The latest issue of the Australian Tax Review (Volume 42 Part 3) contains the following material:
- Posturing and politics
Part IVA: An international perspective – A H Slater
As much as it is disliked by taxpayers and their advisers, Pt IVA of the Income Tax Assessment Act 1936 (Cth) as a general anti-avoidance rule provides something mostly absent from its international counterparts: a degree of certainty as to the circumstances in which it may be invoked, and a degree of certainty as to the actions which the fisc may take in reliance on it. Together these qualities of Pt IVA allow taxpayers in Australia to plan their tax affairs with a degree of assurance rarely available to taxpayers in other countries.
This article addresses the concept of owing, due or payable as it relates to a person’s superannuation interest. This is the amount that may be the subject of a garnishee notice from the Australian Taxation Office (ATO). There is a general belief that superannuation is an investment strategy secure from the demands of a person’s creditors. This is not correct. The ATO has expressed its own view on what is due or payable in a superannuation context and therefore what part of a taxpayer’s superannuation its debt recovery officers can target under a garnishee. This article concludes with a review of the nature of a person’s interest in superannuation and identifies the extent to which the tailoring of such an interest may limit or expose superannuation to greater risk of recovery under the Taxation Administration Act 1953 (Cth).
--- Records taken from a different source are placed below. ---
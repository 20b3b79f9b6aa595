//! Question bank: per-skill ordered questions with expected answers.

use crate::core::assets;
use crate::core::error::TutorError;
use crate::plugins::graph::SkillGraph;
use rustc_hash::FxHashMap;
use serde::{Deserialize, Serialize};
use std::path::Path;

pub const QUESTIONS_FILE: &str = "questions.toml";

#[derive(Debug, Clone, PartialEq, Eq, Serialize, Deserialize)]
pub struct Question {
    pub id: String,
    pub skill: String,
    pub prompt: String,
    pub answer: String,
    #[serde(default, skip_serializing_if = "Vec::is_empty")]
    pub choices: Vec<String>,
}

/// What the learner is shown: everything except the expected answer.
#[derive(Debug, Clone, PartialEq, Eq, Serialize, Deserialize)]
pub struct QuestionView {
    pub id: String,
    pub skill: String,
    pub prompt: String,
    #[serde(default, skip_serializing_if = "Vec::is_empty")]
    pub choices: Vec<String>,
}

impl Question {
    /// Whitespace-trimmed, case-sensitive comparison.
    pub fn is_correct(&self, answer: &str) -> bool {
        answer.trim() == self.answer.trim()
    }

    pub fn view(&self) -> QuestionView {
        QuestionView {
            id: self.id.clone(),
            skill: self.skill.clone(),
            prompt: self.prompt.clone(),
            choices: self.choices.clone(),
        }
    }
}

#[derive(Debug, Deserialize)]
struct QuestionsFile {
    #[serde(default)]
    questions: Vec<Question>,
}

#[derive(Debug, Clone, Default)]
pub struct QuestionBank {
    by_skill: FxHashMap<String, Vec<Question>>,
    /// question id -> (skill, position within that skill)
    index: FxHashMap<String, (String, usize)>,
}

impl QuestionBank {
    pub fn from_questions(questions: Vec<Question>) -> Result<Self, TutorError> {
        let mut bank = Self::default();
        for q in questions {
            if bank.index.contains_key(&q.id) {
                return Err(TutorError::ValidationError(format!(
                    "duplicate question id '{}'",
                    q.id
                )));
            }
            let items = bank.by_skill.entry(q.skill.clone()).or_default();
            bank.index.insert(q.id.clone(), (q.skill.clone(), items.len()));
            items.push(q);
        }
        Ok(bank)
    }

    pub fn from_toml(raw: &str) -> Result<Self, TutorError> {
        let file: QuestionsFile = toml::from_str(raw)?;
        Self::from_questions(file.questions)
    }

    pub fn builtin() -> Result<Self, TutorError> {
        Self::from_toml(assets::EMBEDDED_QUESTIONS)
    }

    pub fn load(data_dir: Option<&Path>) -> Result<Self, TutorError> {
        Self::from_toml(&assets::load_data(data_dir, QUESTIONS_FILE)?)
    }

    /// Reject questions attached to skills the graph does not know.
    pub fn validate_against(&self, graph: &SkillGraph) -> Result<(), TutorError> {
        let mut skills: Vec<&String> = self.by_skill.keys().collect();
        skills.sort();
        for skill in skills {
            if !graph.contains(skill) {
                return Err(TutorError::ValidationError(format!(
                    "questions reference unknown skill '{}'",
                    skill
                )));
            }
        }
        Ok(())
    }

    pub fn for_skill(&self, skill: &str) -> &[Question] {
        self.by_skill
            .get(skill)
            .map(|v| v.as_slice())
            .unwrap_or(&[])
    }

    pub fn count_for(&self, skill: &str) -> usize {
        self.for_skill(skill).len()
    }

    pub fn at(&self, skill: &str, index: usize) -> Option<&Question> {
        self.for_skill(skill).get(index)
    }

    pub fn find(&self, id: &str) -> Option<&Question> {
        let (skill, pos) = self.index.get(id)?;
        self.at(skill, *pos)
    }

    pub fn len(&self) -> usize {
        self.index.len()
    }

    pub fn is_empty(&self) -> bool {
        self.index.is_empty()
    }
}
//! Tutoring subsystems.

pub mod explain;
pub mod graph;
pub mod orchestrator;
pub mod policy;
pub mod questions;
pub mod scoring;
pub mod state;
pub mod templating;
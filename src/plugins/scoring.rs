//! Per-skill correct/total counters and the readiness test.

use serde::{Deserialize, Serialize};
use std::collections::BTreeMap;

/// Accumulated grading results for one skill.
///
/// `correct <= total` holds for every value built through [`SkillScore::new`],
/// deserialization included.
#[derive(Debug, Clone, Copy, Default, PartialEq, Eq, Serialize, Deserialize)]
#[serde(from = "RawSkillScore")]
pub struct SkillScore {
    pub correct: u32,
    pub total: u32,
}

#[derive(Deserialize)]
struct RawSkillScore {
    #[serde(default)]
    correct: u32,
    #[serde(default)]
    total: u32,
}

impl From<RawSkillScore> for SkillScore {
    fn from(raw: RawSkillScore) -> Self {
        SkillScore::new(raw.correct, raw.total)
    }
}

impl SkillScore {
    pub fn new(correct: u32, total: u32) -> Self {
        Self {
            correct: correct.min(total),
            total,
        }
    }
}

pub type ScoreMap = BTreeMap<String, SkillScore>;

/// Score for `node_id`, zero when it was never graded.
pub fn score_for(scores: &ScoreMap, node_id: &str) -> SkillScore {
    scores.get(node_id).copied().unwrap_or_default()
}

pub fn is_ready(scores: &ScoreMap, node_id: &str, threshold: u32) -> bool {
    score_for(scores, node_id).correct >= threshold
}

/// Record one graded answer for `node_id`.
///
/// `total` becomes `max(total, total_for_node)` and never shrinks. `correct` is
/// incremented on a correct answer but capped at the new `total`, so regrading a
/// question cannot push it past the number of known items.
pub fn update_score(
    scores: &mut ScoreMap,
    node_id: &str,
    was_correct: bool,
    total_for_node: u32,
) -> SkillScore {
    let entry = scores.entry(node_id.to_string()).or_default();
    let total = entry.total.max(total_for_node);
    let correct = if was_correct {
        entry.correct.saturating_add(1)
    } else {
        entry.correct
    };
    *entry = SkillScore::new(correct, total);
    *entry
}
Absent the furtherance of an express policy, most income tax systems do not permit deductions or cost recognition for personal consumption expenditure. To do so would largely turn an income tax regime into a tax on savings. Australia’s general deduction section provides the most notable example of exclusion from deductibility of consumption expenditure. The capital gains tax (CGT) regime also denies loss recognition on many (but not all) assets “used” for private purposes. However, CGT event K7 contains a surprising provision: it provides a CGT capital loss for personal consumption expenditure. It does so by providing for full CGT loss recognition attributable to the portion of a depreciating asset used for personal use. No cogent policy basis for CGT event K7 loss recognition was suggested, and none is apparent. Further, the event does not expressly co-ordinate with the rule denying CGT loss recognition on personal use assets. This lack of co-ordination generates uncertainty and can also lead to different outcomes on what are materially the same facts.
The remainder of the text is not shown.